Assignment: Below are some records; find each line that carries the word "prod" and copy it.

Data:
#[cfg(test)]
mod tests {
    use super::*;
    use std::time::Duration;
    use stratus_storage::InMemoryCacheStore;

    const ID: &str = "aws:instances:prod:us-east-1:i-1";

    fn millis(t: DateTime<Utc>) -> i64 {
        t.timestamp_millis()
    }

    fn record_at(cache_time: DateTime<Utc>, processed_count: i64) -> OnDemandRecord {
        let mut keep = BTreeMap::new();
        keep.insert(
            "instances".to_string(),
            vec![CacheEntity::new(ID).with_attribute("state", "stopped")],
        );
        let mut record = OnDemandRecord::build(ID, "instances", cache_time, &keep).unwrap();
        record.processed_count = processed_count;
        record
    }

    #[test]
    fn test_request_from_map() {
        let mut raw = HashMap::new();
        raw.insert("namespace".to_string(), "instances".to_string());
        raw.insert("evict".to_string(), "TRUE".to_string());
        raw.insert("account".to_string(), "prod".to_string());

        let request = OnDemandRequest::from_map(raw).unwrap();
        assert_eq!(request.namespace, "instances");
        assert!(request.evict);
        assert_eq!(request.param("account"), Some("prod"));
        assert!(request.param("namespace").is_none());
    }

    #[test]
    fn test_request_from_map_rejects_bad_input() {
        assert!(matches!(
            OnDemandRequest::from_map(HashMap::new()),
            Err(AgentError::InvalidOnDemandRequest { .. })
        ));

        let mut raw = HashMap::new();
        raw.insert("namespace".to_string(), "instances".to_string());
        raw.insert("evict".to_string(), "maybe".to_string());
        assert!(matches!(
            OnDemandRequest::from_map(raw),
            Err(AgentError::InvalidOnDemandRequest { .. })
        ));
    }

    #[test]
    fn test_record_entity_roundtrip() {
        let now = Utc::now();
        let record = record_at(now, 1);
        let restored = OnDemandRecord::from_entity(&record.to_entity());
        assert_eq!(restored, record);
        assert_eq!(restored.cache_time, millis(now));
        assert_eq!(restored.processed_time, -1);

        let results = restored.cache_results().unwrap();
        assert_eq!(results["instances"][0].id, ID);
    }

    #[test]
    fn test_record_accepts_embedded_json_string() {
        let keep = serde_json::json!({ "instances": [CacheEntity::new(ID)] });
        let entity = CacheEntity::new(ID)
            .with_attribute(ATTR_CACHE_RESULTS, keep.to_string())
            .with_attribute(ATTR_NAMESPACE, "instances");
        let record = OnDemandRecord::from_entity(&entity);
        assert_eq!(record.cache_time, 0);
        assert_eq!(record.cache_results().unwrap()["instances"].len(), 1);

        let broken = CacheEntity::new(ID).with_attribute(ATTR_CACHE_RESULTS, "{not json");
        assert!(OnDemandRecord::from_entity(&broken).cache_results().is_err());
    }

    #[test]
    fn test_should_keep_and_overlay() {
        let run_started = Utc::now();
        let before = run_started - ChronoDuration::seconds(30);
        let after = run_started + ChronoDuration::seconds(1);

        assert!(record_at(after, 5).should_keep(run_started));
        assert!(record_at(after, 5).should_overlay(run_started));

        assert!(record_at(before, 1).should_keep(run_started));
        assert!(!record_at(before, 1).should_overlay(run_started));

        assert!(!record_at(before, 2).should_keep(run_started));
    }

    #[test]
    fn test_mark_processed() {
        let now = Utc::now();
        let mut record = record_at(now, 0);
        record.mark_processed(now);
        assert_eq!(record.processed_count, 1);
        assert_eq!(record.processed_time, millis(now));
    }

    #[tokio::test]
    async fn test_merge_pending_overlays_newer_refresh() {
        let store = InMemoryCacheStore::new();
        let run_started = Utc::now() - ChronoDuration::seconds(5);
        store
            .merge_all(ON_DEMAND_NAMESPACE, vec![record_at(Utc::now(), 0).to_entity()])
            .await
            .unwrap();

        let mut builder = CacheResultBuilder::new();
        builder
            .namespace("instances")
            .keep(ID)
            .attribute("state", "running")
            .attribute("type", "m5.large");

        let merge = merge_pending_on_demand(&store, &mut builder, &[ID.to_string()], run_started)
            .await
            .unwrap();
        assert_eq!(
            merge,
            PendingMerge {
                kept: 1,
                evicted: 0,
                overlaid: 1
            }
        );

        let result = builder.build();
        let instance = &result.kept("instances").unwrap()[0];
        assert_eq!(instance.attribute("state"), Some(&Value::from("stopped")));
        assert_eq!(instance.attribute("type"), Some(&Value::from("m5.large")));

        let record = OnDemandRecord::from_entity(&result.kept(ON_DEMAND_NAMESPACE).unwrap()[0]);
        assert_eq!(record.processed_count, 1);
        assert!(record.processed_time > 0);
    }

    #[tokio::test]
    async fn test_merge_pending_retires_processed_records() {
        let store = InMemoryCacheStore::new();
        let run_started = Utc::now();
        let old = run_started - ChronoDuration::minutes(5);
        store
            .merge_all(ON_DEMAND_NAMESPACE, vec![record_at(old, 2).to_entity()])
            .await
            .unwrap();

        let mut builder = CacheResultBuilder::new();
        builder.namespace("instances").keep(ID).attribute("state", "running");

        let merge = merge_pending_on_demand(
            &store,
            &mut builder,
            &[ID.to_string(), "aws:instances:prod:us-east-1:i-9".to_string()],
            run_started,
        )
        .await
        .unwrap();
        assert_eq!(merge.evicted, 1);
        assert_eq!(merge.overlaid, 0);

        let result = builder.build();
        assert_eq!(result.evicted(ON_DEMAND_NAMESPACE).unwrap(), &[ID.to_string()]);
        assert_eq!(
            result.kept("instances").unwrap()[0].attribute("state"),
            Some(&Value::from("running"))
        );
    }

    #[tokio::test]
    async fn test_pending_in_scope() {
        let store = InMemoryCacheStore::new();
        let now = Utc::now();
        let other = "aws:instances:test:us-east-1:i-2";
        store
            .merge_all(
                ON_DEMAND_NAMESPACE,
                vec![
                    record_at(now, 0).to_entity(),
                    OnDemandRecord::build(other, "instances", now, &BTreeMap::new())
                        .unwrap()
                        .to_entity(),
                ],
            )
            .await
            .unwrap();

        let pending = pending_in_scope(&store, &AgentScope::account_wide("aws", "prod"))
            .await
            .unwrap();
        assert_eq!(pending.len(), 1);
        assert_eq!(pending[0].id, ID);
        assert_eq!(pending[0].details["account"], "prod");
        assert_eq!(pending[0].details["name"], "i-1");
    }

    #[test]
    fn test_result_constructors() {
        let scope = AgentScope::regional("aws", "prod", "us-east-1");
        let data_types = vec![AgentDataType::authoritative("instances")];

        let mut builder = CacheResultBuilder::new();
        builder.namespace("instances").keep(ID).attribute("state", "running");
        let refreshed =
            OnDemandResult::refreshed("agent", data_types.clone(), scope.clone(), "instances", ID, &builder)
                .unwrap();
        assert_eq!(refreshed.resource_keep_count(), 1);
        let record = OnDemandRecord::from_entity(
            &refreshed.cache_result.kept(ON_DEMAND_NAMESPACE).unwrap()[0],
        );
        assert_eq!(record.namespace, "instances");
        assert_eq!(record.processed_count, 0);

        let evicted = OnDemandResult::evicted("agent", data_types, scope, "instances", ID);
        assert_eq!(evicted.resource_keep_count(), 0);
        let result = evicted.into_cache_result();
        assert_eq!(result.evicted("instances").unwrap(), &[ID.to_string()]);
        assert_eq!(result.evicted(ON_DEMAND_NAMESPACE).unwrap(), &[ID.to_string()]);
    }

    #[tokio::test(start_paused = true)]
    async fn test_cleanup_task_evicts_and_stops() {
        let store: Arc<dyn CacheStore> = Arc::new(InMemoryCacheStore::new());
        store
            .merge_all(ON_DEMAND_NAMESPACE, vec![record_at(Utc::now(), 0).to_entity()])
            .await
            .unwrap();
        std::thread::sleep(Duration::from_millis(2));

        let config = OnDemandConfig {
            max_age: Duration::ZERO,
            cleanup_interval: Duration::from_secs(60),
        };
        let (shutdown_tx, shutdown_rx) = watch::channel(false);
        let handle = tokio::spawn(on_demand_cleanup_task(store.clone(), config, shutdown_rx));

        tokio::time::sleep(Duration::from_millis(10)).await;
        shutdown_tx.send(true).unwrap();
        let metrics = handle.await.unwrap().snapshot();

        assert!(metrics.cleanup_cycles >= 1);
        assert_eq!(metrics.records_evicted, 1);
        assert!(store.identifiers(ON_DEMAND_NAMESPACE).await.unwrap().is_empty());
    }
}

Solved problem:
    const ID: &str = "aws:instances:prod:us-east-1:i-1";
        raw.insert("account".to_string(), "prod".to_string());
        assert_eq!(request.param("account"), Some("prod"));
            &[ID.to_string(), "aws:instances:prod:us-east-1:i-9".to_string()],
        let pending = pending_in_scope(&store, &AgentScope::account_wide("aws", "prod"))
        assert_eq!(pending[0].details["account"], "prod");
        let scope = AgentScope::regional("aws", "prod", "us-east-1");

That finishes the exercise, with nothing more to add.